About this exercise:
The response should be a faithful copy of every record, with nothing left out.
++++ Dataset extract ++++
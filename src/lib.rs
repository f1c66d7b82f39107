//! Spotify PKCE Authentication Library
//!
//! This library obtains and maintains Spotify Web API credentials using the
//! OAuth 2.0 Authorization Code Flow with PKCE. It generates the code
//! challenge, captures the authorization redirect on a single-use local
//! listener, exchanges and refreshes tokens, and persists the credential
//! record between runs.
//!
//! # Modules
//!
//! - `api` - HTTP endpoint of the local redirect listener
//! - `cli` - Command-line interface implementations
//! - `config` - Configuration management and environment variables
//! - `error` - Error types of every component
//! - `management` - Credential persistence
//! - `server` - Single-use redirect capture server
//! - `spotify` - PKCE flow orchestration and token endpoint client
//! - `types` - Credentials, scopes and flow state
//! - `utils` - Code verifier, challenge and state generation
//!
//! # Example
//!
//! ```
//! use spotify_pkce::{AuthConfig, PkceAuthenticator, Scope, config};
//!
//! #[tokio::main]
//! async fn main() -> Result<(), Box<dyn std::error::Error>> {
//!     config::load_env().await?;
//!     let config = AuthConfig::from_env()?.with_scopes([Scope::UserFollowRead]);
//!     let mut auth = PkceAuthenticator::new(config)?;
//!     let header = auth.get_authorization_header().await?;
//!     Ok(())
//! }
//! ```

pub mod api;
pub mod cli;
pub mod config;
pub mod error;
pub mod management;
pub mod server;
pub mod spotify;
pub mod types;
pub mod utils;

pub use config::AuthConfig;
pub use error::{AuthenticationError, ConfigError, RedirectError, StoreError, TokenError};
pub use management::CredentialStore;
pub use spotify::{BrowserLauncher, PkceAuthenticator, SpotifyTokenClient, TokenExchanger};
pub use types::{Credentials, Scope};

/// Prints an informational message with a blue bullet point.
///
/// Creates a formatted output line with a distinctive blue "o" indicator
/// followed by the provided message. Used for general information and
/// status updates throughout the application.
///
/// # Arguments
///
/// The macro accepts the same arguments as `println!`, supporting format
/// strings and interpolation.
///
/// # Example
///
/// ```
/// info!("Starting authentication process...");
/// info!("Requested {} scopes", count);
/// ```
#[macro_export]
macro_rules! info {
  ($($arg:tt)*) => ({
    use colored::Colorize;
    println!("[{}] {}", "o".blue().bold(), std::format_args!($($arg)*));
  })
}

/// Prints a success message with a green checkmark.
///
/// Creates a formatted output line with a green "✓" indicator to signify
/// successful completion of operations. Used to provide positive feedback
/// when operations complete successfully.
///
/// # Arguments
///
/// The macro accepts the same arguments as `println!`, supporting format
/// strings and interpolation.
///
/// # Example
///
/// ```
/// success!("Authentication completed successfully");
/// success!("Credentials stored at {}", path);
/// ```
#[macro_export]
macro_rules! success {
  ($($arg:tt)*) => ({
    use colored::Colorize;
    println!("[{}] {}", "✓".green().bold(), std::format_args!($($arg)*));
  })
}

/// Prints an error message with a red exclamation mark and exits the program.
///
/// Creates a formatted error output with a red "!" indicator and immediately
/// terminates the program with exit code 1. Used for unrecoverable errors
/// that require immediate program termination.
///
/// # Arguments
///
/// The macro accepts the same arguments as `println!`, supporting format
/// strings and interpolation.
///
/// # Behavior
///
/// This macro will cause the program to exit immediately after printing
/// the error message. It should only be used for fatal errors where
/// recovery is not possible.
///
/// # Example
///
/// ```
/// error!("Failed to load configuration");
/// error!("Missing required environment variable: {}", var_name);
/// // Program exits here - code after this will not execute
/// ```
#[macro_export]
macro_rules! error {
  ($($arg:tt)*) => ({
    use colored::Colorize;
    println!("[{}] {}", "!".red().bold(), std::format_args!($($arg)*));
    std::process::exit(1);
  })
}

/// Prints a warning message with a yellow exclamation mark.
///
/// Creates a formatted output line with a yellow "!" indicator to highlight
/// potential issues or important notices that don't require program termination.
/// Used for recoverable issues or important information that users should notice.
///
/// # Arguments
///
/// The macro accepts the same arguments as `println!`, supporting format
/// strings and interpolation.
///
/// # Example
///
/// ```
/// warning!("Stored credentials not found, starting authorization");
/// warning!("Failed to open browser, open {} manually", url);
/// ```
#[macro_export]
macro_rules! warning {
  ($($arg:tt)*) => ({
    use colored::Colorize;
    println!("[{}] {}", "!".yellow().bold(), std::format_args!($($arg)*));
  })
}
++++
Expected answer:
filename src/lib.rs
repository f1c66d7b82f39107
//! Spotify PKCE Authentication Library
//!
//! This library obtains and maintains Spotify Web API credentials using the
//! OAuth 2.0 Authorization Code Flow with PKCE. It generates the code
//! challenge, captures the authorization redirect on a single-use local
//! listener, exchanges and refreshes tokens, and persists the credential
//! record between runs.
//!
//! # Modules
//!
//! - `api` - HTTP endpoint of the local redirect listener
//! - `cli` - Command-line interface implementations
//! - `config` - Configuration management and environment variables
//! - `error` - Error types of every component
//! - `management` - Credential persistence
//! - `server` - Single-use redirect capture server
//! - `spotify` - PKCE flow orchestration and token endpoint client
//! - `types` - Credentials, scopes and flow state
//! - `utils` - Code verifier, challenge and state generation
//!
//! # Example
//!
//! ```
//! use spotify_pkce::{AuthConfig, PkceAuthenticator, Scope, config};
//!
//! #[tokio::main]
//! async fn main() -> Result<(), Box<dyn std::error::Error>> {
//!     config::load_env().await?;
//!     let config = AuthConfig::from_env()?.with_scopes([Scope::UserFollowRead]);
//!     let mut auth = PkceAuthenticator::new(config)?;
//!     let header = auth.get_authorization_header().await?;
//!     Ok(())
//! }
//! ```

pub mod api;
pub mod cli;
pub mod config;
pub mod error;
pub mod management;
pub mod server;
pub mod spotify;
pub mod types;
pub mod utils;

pub use config::AuthConfig;
pub use error::{AuthenticationError, ConfigError, RedirectError, StoreError, TokenError};
pub use management::CredentialStore;
pub use spotify::{BrowserLauncher, PkceAuthenticator, SpotifyTokenClient, TokenExchanger};
pub use types::{Credentials, Scope};

/// Prints an informational message with a blue bullet point.
///
/// Creates a formatted output line with a distinctive blue "o" indicator
/// followed by the provided message. Used for general information and
/// status updates throughout the application.
///
/// # Arguments
///
/// The macro accepts the same arguments as `println!`, supporting format
/// strings and interpolation.
///
/// # Example
///
/// ```
/// info!("Starting authentication process...");
/// info!("Requested {} scopes", count);
/// ```
#[macro_export]
macro_rules! info {
  ($($arg:tt)*) => ({
    use colored::Colorize;
    println!("[{}] {}", "o".blue().bold(), std::format_args!($($arg)*));
  })
}

/// Prints a success message with a green checkmark.
///
/// Creates a formatted output line with a green "✓" indicator to signify
/// successful completion of operations. Used to provide positive feedback
/// when operations complete successfully.
///
/// # Arguments
///
/// The macro accepts the same arguments as `println!`, supporting format
/// strings and interpolation.
///
/// # Example
///
/// ```
/// success!("Authentication completed successfully");
/// success!("Credentials stored at {}", path);
/// ```
#[macro_export]
macro_rules! success {
  ($($arg:tt)*) => ({
    use colored::Colorize;
    println!("[{}] {}", "✓".green().bold(), std::format_args!($($arg)*));
  })
}

/// Prints an error message with a red exclamation mark and exits the program.
///
/// Creates a formatted error output with a red "!" indicator and immediately
/// terminates the program with exit code 1. Used for unrecoverable errors
/// that require immediate program termination.
///
/// # Arguments
///
/// The macro accepts the same arguments as `println!`, supporting format
/// strings and interpolation.
///
/// # Behavior
///
/// This macro will cause the program to exit immediately after printing
/// the error message. It should only be used for fatal errors where
/// recovery is not possible.
///
/// # Example
///
/// ```
/// error!("Failed to load configuration");
/// error!("Missing required environment variable: {}", var_name);
/// // Program exits here - code after this will not execute
/// ```
#[macro_export]
macro_rules! error {
  ($($arg:tt)*) => ({
    use colored::Colorize;
    println!("[{}] {}", "!".red().bold(), std::format_args!($($arg)*));
    std::process::exit(1);
  })
}

/// Prints a warning message with a yellow exclamation mark.
///
/// Creates a formatted output line with a yellow "!" indicator to highlight
/// potential issues or important notices that don't require program termination.
/// Used for recoverable issues or important information that users should notice.
///
/// # Arguments
///
/// The macro accepts the same arguments as `println!`, supporting format
/// strings and interpolation.
///
/// # Example
///
/// ```
/// warning!("Stored credentials not found, starting authorization");
/// warning!("Failed to open browser, open {} manually", url);
/// ```
#[macro_export]
macro_rules! warning {
  ($($arg:tt)*) => ({
    use colored::Colorize;
    println!("[{}] {}", "!".yellow().bold(), std::format_args!($($arg)*));
  })
}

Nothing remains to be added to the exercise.